Questa strategia, nota come “rivoluzione colorata”, è stata applicata sistematicamente in tutta l’area post-sovietica, con lo scopo di erodere l’influenza russa e sostituire le leadership nazionali con governi allineati all’Occidente.
Trump non smantella, ma riorganizza l’apparato di ingerenza
La lezione principale che emerge da questa vicenda è che, nella politica internazionale, l’eliminazione di una struttura non significa necessariamente la fine della sua funzione. Trump non ha smantellato l’apparato di ingerenza geopolitica statunitense, ma ha cercato di riorganizzarlo, centralizzandone il controllo all’interno del Dipartimento di Stato.
L’obiettivo non è stato quello di eliminare le operazioni di manipolazione politica, ma di assicurarsi che esse non venissero più utilizzate contro l’amministrazione in carica o contro la volontà espressa dagli elettori americani.
In questo senso, ciò che il Deep State ha fatto per anni con USAID potrebbe ora essere riorientato per servire un’agenda più vicina alla leadership politica attuale. Non si tratta di una rottura netta con il passato, ma di una redistribuzione del potere, in cui la stessa rete di influenza viene riconfigurata per nuovi obiettivi
Il network della destabilizzazione USA
Anche se USAID venisse effettivamente chiusa, ci sono molte altre organizzazioni che svolgono lo stesso lavoro, tra cui:
- National Endowment for Democracy (NED): finanziata direttamente dal governo USA per supportare movimenti anti-governativi in paesi strategici.
- Open Society Foundations: il network di George Soros, spesso accusato di operare parallelamente a USAID e NED.
- Team Rubicon, Nazarene Fund, International Rescue Committee: ONG che operano nelle aree di conflitto e supportano fazioni allineate con gli interessi USA.

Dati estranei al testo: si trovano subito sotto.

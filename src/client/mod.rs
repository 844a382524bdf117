//! Classic player API client and types.
//!
//! **Feature flag:** `client` (required to use this module)
//!
//! This module covers the operations a game client issues on behalf of one
//! player: logins and registration (unauthenticated, title-scoped), then the
//! session-ticket-gated calls that follow: profiles, user data, statistics,
//! title data, and player events.
//!
//! ## Operations
//!
//! | Path | Auth class |
//! |------|-----------|
//! | `/Client/LoginWithCustomID` | none (title-scoped) |
//! | `/Client/LoginWithEmailAddress` | none (title-scoped) |
//! | `/Client/RegisterUser` | none (title-scoped) |
//! | `/Client/GetPlayerProfile` | session ticket |
//! | `/Client/GetUserData` | session ticket |
//! | `/Client/UpdateUserData` | session ticket |
//! | `/Client/GetTitleData` | session ticket |
//! | `/Client/GetPlayerStatistics` | session ticket |
//! | `/Client/UpdatePlayerStatistics` | session ticket |
//! | `/Client/WritePlayerEvent` | session ticket |
//!
//! # Example
//!
//! ```no_run
//! use gamestack_client_sdk::client::{Client, types::request::LoginWithCustomIdRequest};
//! use gamestack_client_sdk::settings::Settings;
//!
//! # async fn example() -> Result<(), Box<dyn std::error::Error>> {
//! let client = Client::new(Settings::builder().title_id("AB12").build())?;
//!
//! let login = client
//!     .login_with_custom_id(
//!         &LoginWithCustomIdRequest::builder()
//!             .custom_id("device-1234")
//!             .create_account(true)
//!             .build(),
//!     )
//!     .await?
//!     .into_result()?;
//!
//! let client = client.authenticated(login.auth_context());
//! # Ok(())
//! # }
//! ```

pub mod client;
pub mod ops;
pub mod types;

pub use client::Client;
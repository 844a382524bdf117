#![cfg_attr(doc, doc = include_str!("../README.md"))]

pub mod auth;
#[cfg(feature = "client")]
pub mod client;
#[cfg(feature = "cloudscript")]
pub mod cloudscript;
#[cfg(feature = "entity")]
pub mod entity;
pub mod error;
pub mod observer;
pub mod operation;
#[cfg(any(feature = "client", feature = "cloudscript", feature = "entity"))]
pub(crate) mod serde_helpers;
pub mod settings;
pub mod types;

#[cfg(any(feature = "client", feature = "cloudscript", feature = "entity"))]
use {
    reqwest::header::{HeaderMap, HeaderValue},
    serde::Serialize,
    serde::de::DeserializeOwned,
    serde_json::Value,
    url::Url,
};

use crate::error::Error;
#[cfg(any(feature = "client", feature = "cloudscript", feature = "entity"))]
use crate::types::{ApiOutcome, Envelope, ServiceError};

pub type Result<T> = std::result::Result<T, Error>;

/// Domain under which title-scoped API hosts live. The default base address
/// for a title `AB12` is `https://ab12.gamestackapi.com`.
pub const PRODUCTION_DOMAIN: &str = "gamestackapi.com";

/// Issue one `POST` to `url` and map the outcome into an [`ApiOutcome`].
///
/// Transport-level and service-reported failures are recovered into the
/// `Failure` variant (after notifying the process-wide [`observer`]); a
/// malformed success payload is the only thing that propagates as `Err`.
/// The `custom_data` correlation value is carried unchanged into either
/// variant.
#[cfg(any(feature = "client", feature = "cloudscript", feature = "entity"))]
#[cfg_attr(
    feature = "tracing",
    tracing::instrument(
        level = "debug",
        skip(http, url, body, credential, extra_headers, custom_data),
        fields(path = url.path(), status_code)
    )
)]
pub(crate) async fn invoke<Req: Serialize, Resp: DeserializeOwned>(
    http: &reqwest::Client,
    url: Url,
    body: &Req,
    credential: Option<(&'static str, HeaderValue)>,
    extra_headers: Option<HeaderMap>,
    custom_data: Option<Value>,
) -> Result<ApiOutcome<Resp>> {
    #[cfg(feature = "tracing")]
    let path = url.path().to_owned();

    let mut builder = http.post(url).json(body);
    if let Some((name, value)) = credential {
        builder = builder.header(name, value);
    }
    if let Some(headers) = extra_headers {
        builder = builder.headers(headers);
    }

    let response = match builder.send().await {
        Ok(response) => response,
        Err(transport) => {
            #[cfg(feature = "tracing")]
            tracing::warn!(path = %path, error = %transport, "transport error");

            let error = ServiceError::from_transport(&transport);
            observer::notify(&error);
            return Ok(ApiOutcome::Failure { error, custom_data });
        }
    };

    let status_code = response.status();

    #[cfg(feature = "tracing")]
    tracing::Span::current().record("status_code", status_code.as_u16());

    if !status_code.is_success() {
        let message = response.text().await.unwrap_or_default();

        #[cfg(feature = "tracing")]
        tracing::warn!(
            status = %status_code,
            path = %path,
            message = %message,
            "API request failed"
        );

        let error = ServiceError::from_error_body(status_code, &message);
        observer::notify(&error);
        return Ok(ApiOutcome::Failure { error, custom_data });
    }

    // Reading the body can still fail at the transport level (the peer may
    // close mid-stream); only decoding an obtained payload is a hard error.
    let body = match response.text().await {
        Ok(body) => body,
        Err(transport) => {
            #[cfg(feature = "tracing")]
            tracing::warn!(path = %path, error = %transport, "transport error");

            let error = ServiceError::from_transport(&transport);
            observer::notify(&error);
            return Ok(ApiOutcome::Failure { error, custom_data });
        }
    };

    let json_value: Value = serde_json::from_str(&body)?;
    let envelope: Envelope<Resp> = serde_helpers::from_value(json_value)?;

    Ok(ApiOutcome::Success {
        data: envelope.data,
        custom_data,
    })
}
//! Process-wide error observer.
//!
//! Cross-cutting logging hook: when registered, the observer is invoked
//! exactly once with every transport/service failure, immediately before the
//! `Failure` outcome is returned to the caller. It never sees precondition
//! faults or malformed-payload errors, which surface as `Err` instead.

use std::sync::{Arc, RwLock};

use crate::types::ServiceError;

type ErrorObserver = dyn Fn(&ServiceError) + Send + Sync;

static OBSERVER: RwLock<Option<Arc<ErrorObserver>>> = RwLock::new(None);

/// Registers the process-wide error observer, replacing any previous one.
///
/// # Example
///
/// ```
/// gamestack_client_sdk::observer::set(|error| {
///     eprintln!("call failed: {error}");
/// });
/// # gamestack_client_sdk::observer::clear();
/// ```
pub fn set<F>(observer: F)
where
    F: Fn(&ServiceError) + Send + Sync + 'static,
{
    if let Ok(mut slot) = OBSERVER.write() {
        *slot = Some(Arc::new(observer));
    }
}

/// Unregisters the process-wide error observer.
pub fn clear() {
    if let Ok(mut slot) = OBSERVER.write() {
        *slot = None;
    }
}

/// Invokes the observer, if registered. The lock is released before the
/// callback runs, so observers may themselves issue calls.
pub(crate) fn notify(error: &ServiceError) {
    let observer = OBSERVER.read().ok().and_then(|slot| slot.as_ref().map(Arc::clone));
    if let Some(observer) = observer {
        observer(error);
    }
}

Queste organizzazioni garantiscono che l’ingerenza statunitense continui anche se USAID viene riformata o eliminata.
Nonostante il finto smantellamento di USAID, gli Stati Uniti non rinunceranno ai loro strumenti di controllo globale. Probabilmente vedremo una transizione verso nuove modalità di ingerenza:
- Maggiore utilizzo di aziende private e ONG per nascondere il coinvolgimento diretto del governo USA.
- Riorientamento delle risorse per contenere la Cina, considerata la principale minaccia all’egemonia americana.
- Uso di strumenti finanziari come sanzioni e controlli economici per influenzare governi stranieri senza interventi militari diretti.
La cessazione di certi tipi di pratiche è un’illusione, un maggior controllo da parte dell’amministrazione centrale, è invece reale
L’idea che l’amministrazione Trump stia ponendo fine all’ingerenza USA nel mondo è un’illusione. Piuttosto, si sta assistendo a una riorganizzazione delle operazioni di cambio di regime, con un focus sempre maggiore sulla Cina e un utilizzo più sofisticato di strumenti di pressione economica e politica.
È fondamentale non farsi ingannare dalla retorica politica e osservare le azioni concrete: sebbene USAID possa cambiare nome o struttura, il suo scopo e le sue operazioni rimarranno invariati.
Tuttavia, probabilmente non accadrà più o accadrà in misura minore che le agenzie di ‘influenza USA’ nel mondo operino indipendentemente o in contrasto con la linea politica del presidente eletto, come è stato fatto finora.